Steve Roney supported Peter Scott’s argument that it is not up to humans to make things sacred, referring to the golden calf created by the Hebrew refugees in the desert. Steve went on, “If being important to our physical life is the standard of holiness, it would be just as proper to say that we ought to worship money. Does that sound right? Is it because money is invented by man, and water comes from God (or nature)?
“Try this one then. No form of life could survive without some form of waste elimination. These wastes then become the source of life to other beings, which feed other beings, throughout the chain; the ‘great circle of life.’ So surely by this standard we should worship -- er, excretions.
“Does that sound right?”
Rob Brown, on the other hand, “was fascinated by the title ‘Water should be treated as sacred.’ I agree with you in that. Did not the ancient Greeks think that all matter is made up of earth, fire, air and water? Do not First nations honour four directions and their various elements? Yet most of us inhabit a world where nothing is sacred -- it's simply here for us to use. Such antithetical thinking. Is that part of what got us into the current mess?”
Bob Warrick noted that Australia’s current problem is not too much water, but too little: “Here in Queensland we are in drought conditions. Stanthorpe (population about 6000) will run out of water in December; the government is organising 30 to 40 trucks of water to head there every day. Our rainforests are burning and we didn’t believe they ever could. There are fires all over Queensland (and New South Wales) and all we need is water -- lots and lots of rain.”
Isabel Gibson connected my column to the current Canadian election: “As our politicians struggle to find an issue, maybe they'd like to tell us their vision of/for water.”
Tom Watson looked at some implications; “Somehow companies that bottle water have convinced the general public that the water coming out of our taps is unsafe while their bottled water is not only safe but superior. Here in Guelph we sell water -- give away would be a better term -- to Nestle Corporation so they can put it in bottles and sell it back at about 70 times what the water out of our taps costs.”

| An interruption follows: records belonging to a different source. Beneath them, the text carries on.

//! Event bus routing helpers.

use crate::error::{EventBusError, EventBusResult};
use crate::payloads::{DEFAULT_REPLAY_CAPACITY, Event, EventEnvelope, EventId};
use chrono::Utc;
use std::collections::VecDeque;
use std::sync::{Arc, Mutex, MutexGuard};
use tokio::sync::broadcast;
use tokio::sync::broadcast::error::TryRecvError;
use tokio::sync::broadcast::{Receiver, Sender};
use tokio_stream::wrappers::BroadcastStream;

/// Stream wrapper used by subscribers.
pub type EventStream = BroadcastStream<EventEnvelope>;

/// Shared event bus built on top of `tokio::broadcast`.
#[derive(Clone)]
pub struct EventBus {
    sender: Sender<EventEnvelope>,
    replay: Arc<Mutex<VecDeque<EventEnvelope>>>,
    replay_capacity: usize,
    next_id: Arc<Mutex<EventId>>,
}

impl EventBus {
    /// Construct a bus with a custom replay capacity.
    #[must_use]
    pub fn with_capacity(replay_capacity: usize) -> Self {
        let (sender, _) = broadcast::channel(replay_capacity);
        Self {
            sender,
            replay: Arc::new(Mutex::new(VecDeque::with_capacity(replay_capacity))),
            replay_capacity,
            next_id: Arc::new(Mutex::new(1)),
        }
    }

    /// Construct a bus with the default replay capacity.
    #[must_use]
    pub fn new() -> Self {
        Self::with_capacity(DEFAULT_REPLAY_CAPACITY)
    }

    /// Subscribe to the bus, returning a receiver for new events.
    #[must_use]
    pub fn subscribe(&self, last_event_id: Option<EventId>) -> EventStream {
        let mut rx = self.sender.subscribe();
        if let Some(last) = last_event_id {
            self.replay(last, &mut rx);
        }
        BroadcastStream::new(rx)
    }

    /// Publish a new event to all subscribers.
    ///
    /// # Errors
    ///
    /// Returns an error if the event cannot be delivered to the broadcast channel.
    pub fn send(&self, event: Event) -> EventBusResult<EventId> {
        let kind = event.kind();
        let mut next = self
            .next_id
            .lock()
            .unwrap_or_else(std::sync::PoisonError::into_inner);
        let id = *next;
        *next = next.saturating_add(1);
        drop(next);

        let envelope = EventEnvelope {
            id,
            timestamp: Utc::now(),
            event,
        };
        {
            let mut replay = self.lock_replay();
            if replay.len() == self.replay_capacity {
                replay.pop_front();
            }
            replay.push_back(envelope.clone());
        }
        if self.sender.receiver_count() == 0 {
            return Ok(id);
        }
        if self.sender.send(envelope).is_err() {
            return Err(EventBusError::SendFailed {
                event_id: id,
                event_kind: kind,
            });
        }
        Ok(id)
    }

    /// Publish and return the assigned event id.
    ///
    /// # Errors
    ///
    /// Returns an error if the event cannot be delivered to the broadcast channel.
    pub fn publish(&self, event: Event) -> EventBusResult<EventId> {
        self.send(event)
    }

    /// Last event id observed in the replay buffer.
    #[must_use]
    pub fn last_event_id(&self) -> Option<EventId> {
        self.lock_replay().back().map(|env| env.id)
    }

    /// Collect a backlog of events emitted after the specified id.
    #[must_use]
    pub fn backlog_since(&self, id: EventId) -> Vec<EventEnvelope> {
        let replay = self.lock_replay();
        replay.iter().filter(|env| env.id > id).cloned().collect()
    }

    fn replay(&self, last_event_id: EventId, rx: &mut Receiver<EventEnvelope>) {
        let replay = self.lock_replay();
        let past = replay
            .iter()
            .filter(|env| env.id > last_event_id)
            .cloned()
            .collect::<Vec<_>>();
        drop(replay);
        for env in past {
            match rx.try_recv() {
                Ok(_) | Err(TryRecvError::Empty | TryRecvError::Lagged(_)) => {}
                Err(TryRecvError::Closed) => break,
            }
            if self.sender.send(env).is_err() {
                break;
            }
        }
    }

    fn lock_replay(&self) -> MutexGuard<'_, VecDeque<EventEnvelope>> {
        self.replay
            .lock()
            .unwrap_or_else(std::sync::PoisonError::into_inner)
    }
}

impl Default for EventBus {
    fn default() -> Self {
        Self::new()
    }
}

#[cfg(test)]
mod tests {
    use super::*;
    use crate::payloads::Event;
    use std::error::Error;
    use tokio_stream::StreamExt;

    #[tokio::test]
    async fn publish_and_replay_from_id() -> Result<(), Box<dyn std::error::Error>> {
        let bus = EventBus::with_capacity(4);
        let first = bus.publish(Event::NfRegistered {
            nf_instance_id: uuid::Uuid::nil(),
            nf_type: "AMF".into(),
            nf_status: "REGISTERED".into(),
        })?;
        let second = bus.publish(Event::HealthChanged {
            degraded: vec!["x".into()],
        })?;

        assert_eq!(bus.last_event_id(), Some(second));
        let backlog = bus.backlog_since(first);
        assert_eq!(backlog.len(), 1);
        assert_eq!(backlog[0].id, second);
        Ok(())
    }

    #[tokio::test]
    async fn subscribe_streams_events_and_filters_errors() -> Result<(), Box<dyn Error>> {
        let bus = EventBus::new();
        let mut stream = bus.subscribe(None);
        let id = bus.publish(Event::NfDeregistered {
            nf_instance_id: uuid::Uuid::nil(),
            nf_type: "SMF".into(),
        })?;
        let envelope = stream
            .next()
            .await
            .ok_or_else(|| std::io::Error::other("stream item missing"))??;
        assert_eq!(envelope.id, id);
        assert!(matches!(envelope.event, Event::NfDeregistered { .. }));
        Ok(())
    }
}
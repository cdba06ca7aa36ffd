//! RFC9457-style API error wrapper.

use axum::{
    Json,
    http::StatusCode,
    response::{IntoResponse, Response},
};

use crate::http::constants::{
    PROBLEM_BAD_REQUEST, PROBLEM_INTERNAL, PROBLEM_NOT_FOUND, PROBLEM_SERVICE_UNAVAILABLE,
};
use nrf_api_models::{ProblemDetails, ProblemInvalidParam};
use nrf_core::CoreError;

/// Structured API error with optional RFC9457 fields.
#[derive(Debug)]
pub(crate) struct ApiError {
    pub(crate) status: StatusCode,
    pub(crate) kind: &'static str,
    title: &'static str,
    detail: Option<String>,
    pub(crate) invalid_params: Option<Vec<ProblemInvalidParam>>,
}

impl ApiError {
    const fn new(status: StatusCode, kind: &'static str, title: &'static str) -> Self {
        Self {
            status,
            kind,
            title,
            detail: None,
            invalid_params: None,
        }
    }

    pub(crate) fn with_detail(mut self, detail: impl Into<String>) -> Self {
        self.detail = Some(detail.into());
        self
    }

    pub(crate) fn with_invalid_params(mut self, params: Vec<ProblemInvalidParam>) -> Self {
        self.invalid_params = Some(params);
        self
    }

    pub(crate) fn internal(message: impl Into<String>) -> Self {
        Self::new(
            StatusCode::INTERNAL_SERVER_ERROR,
            PROBLEM_INTERNAL,
            "internal server error",
        )
        .with_detail(message)
    }

    pub(crate) fn bad_request(detail: impl Into<String>) -> Self {
        Self::new(StatusCode::BAD_REQUEST, PROBLEM_BAD_REQUEST, "bad request").with_detail(detail)
    }

    pub(crate) fn not_found(detail: impl Into<String>) -> Self {
        Self::new(
            StatusCode::NOT_FOUND,
            PROBLEM_NOT_FOUND,
            "resource not found",
        )
        .with_detail(detail)
    }

    pub(crate) fn service_unavailable(detail: impl Into<String>) -> Self {
        Self::new(
            StatusCode::SERVICE_UNAVAILABLE,
            PROBLEM_SERVICE_UNAVAILABLE,
            "service unavailable",
        )
        .with_detail(detail)
    }
}

impl From<CoreError> for ApiError {
    fn from(error: CoreError) -> Self {
        match error {
            CoreError::Validation { detail } => Self::bad_request(detail),
            CoreError::NotFound { resource, id } => {
                Self::not_found(format!("{resource} not found: {id}"))
            }
            CoreError::CreateSubscriptionError => {
                Self::bad_request("subscription already exists")
            }
            CoreError::UpstreamUnavailable { detail } => Self::service_unavailable(detail),
            CoreError::SystemFailure { source } => Self::internal(source.to_string()),
        }
    }
}

impl IntoResponse for ApiError {
    fn into_response(self) -> Response {
        let body = ProblemDetails {
            kind: self.kind.to_string(),
            title: self.title.to_string(),
            status: self.status.as_u16(),
            detail: self.detail,
            invalid_params: self.invalid_params,
        };
        (self.status, Json(body)).into_response()
    }
}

My column about fundamentalism, two weeks ago, continues to draw some letters. George Brigham wrote, “Responding to last Sunday’s piece about fundamentalism, I’m reminded of a story told by the principal of a college I attended long ago. Shortly after the publication of The Origin of Species two Victorian ladies were praying together:
“Lord we pray that this evolution might not be true.”
“Amen, and if it is true, help us cover it up.”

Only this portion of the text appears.